An interior panel for an automobile, wherein the ratio is 2/58 to 63/37. 3. The method according to claim 1, wherein the block type PP has an MFR (JIS K 6758) of 30 g / 10 minutes or less,
A car interior panel having a flexural modulus (JIS K 6758) of 1200 MPa or more and a tensile elongation (JIS K 6758) of 200% or more. 4. The interior panel for an automobile according to claim 3, wherein the blending ratio of EPM in the soft phase component is 75 wt% or less. 5. The interior panel according to claim 4, wherein the EBM has a 1-butene content of 14 to 25% by weight, and the EPM has a propylene content of 13 to 30% by weight. 6. An interior panel for an automobile in which a panel body provided with an integral hinge-connected bag door portion which opens when the airbag apparatus is operated is integrally formed of a plastic material, wherein the panel body comprises a hard phase component and Molded with a polyolefin-based compound having a polymer alloy comprising a soft phase component as a base polymer, wherein the hard phase component of the polymer alloy is made of block type polypropylene (block type PP), and the soft phase component is ethylene-1-butene From copolymer rubber (EBM) or EBM and ethylene-propylene copolymer rubber (EP
M), and the mixing ratio of the hard phase component and the soft phase component is the former / the latter (weight ratio) = 42/58 to 63/3.

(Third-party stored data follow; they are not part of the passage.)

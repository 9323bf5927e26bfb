//! Home screen state: the topic collection, its category filter and the
//! statistics panel.

use std::collections::HashSet;

use tracing::debug;

use super::sync::{self, Mutation};
use super::{
    ApplyOutcome, InFlight, MountEpoch, PendingAction, SubmitError, Ticket, Toast,
};
use crate::api::ForumClient;
use crate::error::{validation, ForumResult};
use crate::models::{Category, NewTopic, Topic};

/// Figures shown in the "Статистика портала" panel.
#[derive(Debug, Clone, Copy, Default, PartialEq, Eq)]
pub struct ForumStats {
    /// Distinct authors
    pub players: usize,
    /// Topics in the unfiltered collection
    pub active_topics: usize,
    /// Distinct categories
    pub worlds: usize,
    /// Sum of reply counters
    pub messages: i64,
}

#[derive(Debug, Default)]
pub struct TopicListViewModel {
    topics: Vec<Topic>,
    filter: Option<String>,
    selected: usize,
    loading: bool,
    load_failed: bool,
    loaded_once: bool,
    epoch: MountEpoch,
    in_flight: InFlight,
    outbox: Vec<Toast>,
}

impl TopicListViewModel {
    pub fn new() -> Self {
        Self::default()
    }

    // -- lifecycle --------------------------------------------------------

    /// Start a fresh mount and begin loading.
    pub fn mount(&mut self) -> Ticket {
        self.epoch.bump();
        self.in_flight.clear();
        self.begin_load()
    }

    /// Leave the screen: late results are dropped and guards released.
    pub fn unmount(&mut self) {
        self.epoch.bump();
        self.in_flight.clear();
        self.loading = false;
    }

    // -- load -------------------------------------------------------------

    pub fn begin_load(&mut self) -> Ticket {
        self.loading = true;
        self.epoch.ticket()
    }

    pub fn apply_topics(&mut self, ticket: Ticket, result: ForumResult<Vec<Topic>>) -> ApplyOutcome {
        if !self.epoch.is_current(ticket) {
            debug!("dropping stale topic list");
            return ApplyOutcome::Stale;
        }
        self.loading = false;
        self.replace_topics(result)
    }

    fn replace_topics(&mut self, result: ForumResult<Vec<Topic>>) -> ApplyOutcome {
        match result {
            Ok(topics) => {
                self.topics = topics;
                self.load_failed = false;
                self.loaded_once = true;
                self.clamp_selection();
                ApplyOutcome::Succeeded
            }
            Err(err) => {
                self.load_failed = true;
                self.outbox.push(
                    Toast::error("Не удалось загрузить темы").with_detail(err.user_message()),
                );
                ApplyOutcome::Failed(err)
            }
        }
    }

    // -- create -----------------------------------------------------------

    /// Validate the form and claim the create guard.
    pub fn begin_create(&mut self, form: &NewTopic) -> Result<(Ticket, NewTopic), SubmitError> {
        let form = form.trimmed();
        validation::require("title", &form.title)?;
        validation::require("author", &form.author)?;
        validation::require("category", &form.category)?;
        self.in_flight.begin(PendingAction::CreateTopic)?;
        Ok((self.epoch.ticket(), form))
    }

    pub fn apply_create(
        &mut self,
        ticket: Ticket,
        result: Mutation<ForumResult<Vec<Topic>>>,
    ) -> ApplyOutcome {
        if !self.epoch.is_current(ticket) {
            debug!("dropping stale create result");
            return ApplyOutcome::Stale;
        }
        self.in_flight.finish(PendingAction::CreateTopic);
        match result {
            Mutation::Failed(err) => {
                self.outbox
                    .push(Toast::error("Не удалось создать тему").with_detail(err.user_message()));
                ApplyOutcome::Failed(err)
            }
            Mutation::Applied { resync } => {
                self.outbox.push(Toast::success("Тема создана!"));
                // The create went through even if the refresh did not.
                let _ = self.replace_topics(resync);
                ApplyOutcome::Succeeded
            }
        }
    }

    // -- delete -----------------------------------------------------------

    pub fn begin_delete(&mut self, id: i64) -> Result<Ticket, SubmitError> {
        self.in_flight.begin(PendingAction::DeleteTopic(id))?;
        Ok(self.epoch.ticket())
    }

    pub fn apply_delete(
        &mut self,
        ticket: Ticket,
        id: i64,
        result: Mutation<ForumResult<Vec<Topic>>>,
    ) -> ApplyOutcome {
        if !self.epoch.is_current(ticket) {
            debug!(id, "dropping stale delete result");
            return ApplyOutcome::Stale;
        }
        self.in_flight.finish(PendingAction::DeleteTopic(id));
        match result {
            Mutation::Failed(err) => {
                self.outbox
                    .push(Toast::error("Не удалось удалить тему").with_detail(err.user_message()));
                ApplyOutcome::Failed(err)
            }
            Mutation::Applied { resync } => {
                self.outbox.push(Toast::success("Тема удалена"));
                let _ = self.replace_topics(resync);
                ApplyOutcome::Succeeded
            }
        }
    }

    // -- whole operations -------------------------------------------------

    /// Fetch the collection and apply it.
    pub async fn load_topics(&mut self, client: &ForumClient) -> ApplyOutcome {
        let ticket = self.begin_load();
        let result = sync::load_topics(client).await;
        self.apply_topics(ticket, result)
    }

    /// Create a topic and resync before returning.
    pub async fn create_topic(
        &mut self,
        client: &ForumClient,
        form: &NewTopic,
    ) -> Result<ApplyOutcome, SubmitError> {
        let (ticket, form) = self.begin_create(form)?;
        let result = sync::create_topic(client, &form).await;
        Ok(self.apply_create(ticket, result))
    }

    /// Delete a topic and resync before returning.
    pub async fn delete_topic(
        &mut self,
        client: &ForumClient,
        id: i64,
    ) -> Result<ApplyOutcome, SubmitError> {
        let ticket = self.begin_delete(id)?;
        let result = sync::delete_topic(client, id).await;
        Ok(self.apply_delete(ticket, id, result))
    }

    // -- filter -----------------------------------------------------------

    /// Restrict the view to topics whose category equals `category` exactly.
    pub fn filter_by_category(&mut self, category: Option<&str>) {
        self.filter = category.map(str::to_string);
        self.clamp_selection();
    }

    /// Step the filter through the offered categories and back to none.
    pub fn cycle_filter(&mut self) {
        let current = self.filter.as_deref().and_then(Category::from_label);
        let next = Category::cycle_filter(current);
        self.filter_by_category(next.map(|c| c.label()));
    }

    pub fn clear_filter(&mut self) {
        self.filter_by_category(None);
    }

    pub fn filter(&self) -> Option<&str> {
        self.filter.as_deref()
    }

    /// The last-loaded topics matching the filter, in server order.
    pub fn filtered(&self) -> Vec<&Topic> {
        match &self.filter {
            Some(category) => self
                .topics
                .iter()
                .filter(|t| &t.category == category)
                .collect(),
            None => self.topics.iter().collect(),
        }
    }

    // -- selection --------------------------------------------------------

    pub fn selected_index(&self) -> usize {
        self.selected
    }

    pub fn selected_topic(&self) -> Option<&Topic> {
        self.filtered().get(self.selected).copied()
    }

    pub fn select_next(&mut self) {
        let len = self.filtered().len();
        if len > 0 {
            self.selected = (self.selected + 1).min(len - 1);
        }
    }

    pub fn select_prev(&mut self) {
        self.selected = self.selected.saturating_sub(1);
    }

    fn clamp_selection(&mut self) {
        let len = self.filtered().len();
        self.selected = if len == 0 { 0 } else { self.selected.min(len - 1) };
    }

    // -- accessors --------------------------------------------------------

    pub fn topics(&self) -> &[Topic] {
        &self.topics
    }

    /// Statistics over the unfiltered collection.
    pub fn stats(&self) -> ForumStats {
        let authors: HashSet<&str> = self.topics.iter().map(|t| t.author.as_str()).collect();
        let categories: HashSet<&str> = self.topics.iter().map(|t| t.category.as_str()).collect();
        ForumStats {
            players: authors.len(),
            active_topics: self.topics.len(),
            worlds: categories.len(),
            messages: self.topics.iter().map(|t| t.replies).sum(),
        }
    }

    pub fn is_loading(&self) -> bool {
        self.loading
    }

    pub fn load_failed(&self) -> bool {
        self.load_failed
    }

    /// Whether a successful load has happened during this process.
    pub fn has_loaded(&self) -> bool {
        self.loaded_once
    }

    pub fn is_pending(&self, action: PendingAction) -> bool {
        self.in_flight.contains(action)
    }

    pub fn pending(&self) -> impl Iterator<Item = PendingAction> + '_ {
        self.in_flight.iter()
    }

    /// Hand queued toasts to the caller.
    pub fn drain_toasts(&mut self) -> Vec<Toast> {
        std::mem::take(&mut self.outbox)
    }
}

7, wherein the block type PP has an ethylene content of 6.5 to 10.
5wt%, MFR (JISK 7210): 30g / 10min or less,
Flexural modulus (JIS K 7203): shows 1200 MPa or more, tensile elongation (JIS K 7113) shows 200% or more, and the compounding ratio with EPM in the soft phase component is 75 wt% or less; 1-butene content is 14-25 wtl%, and the propylene content of the EPM is 13-30 wt%.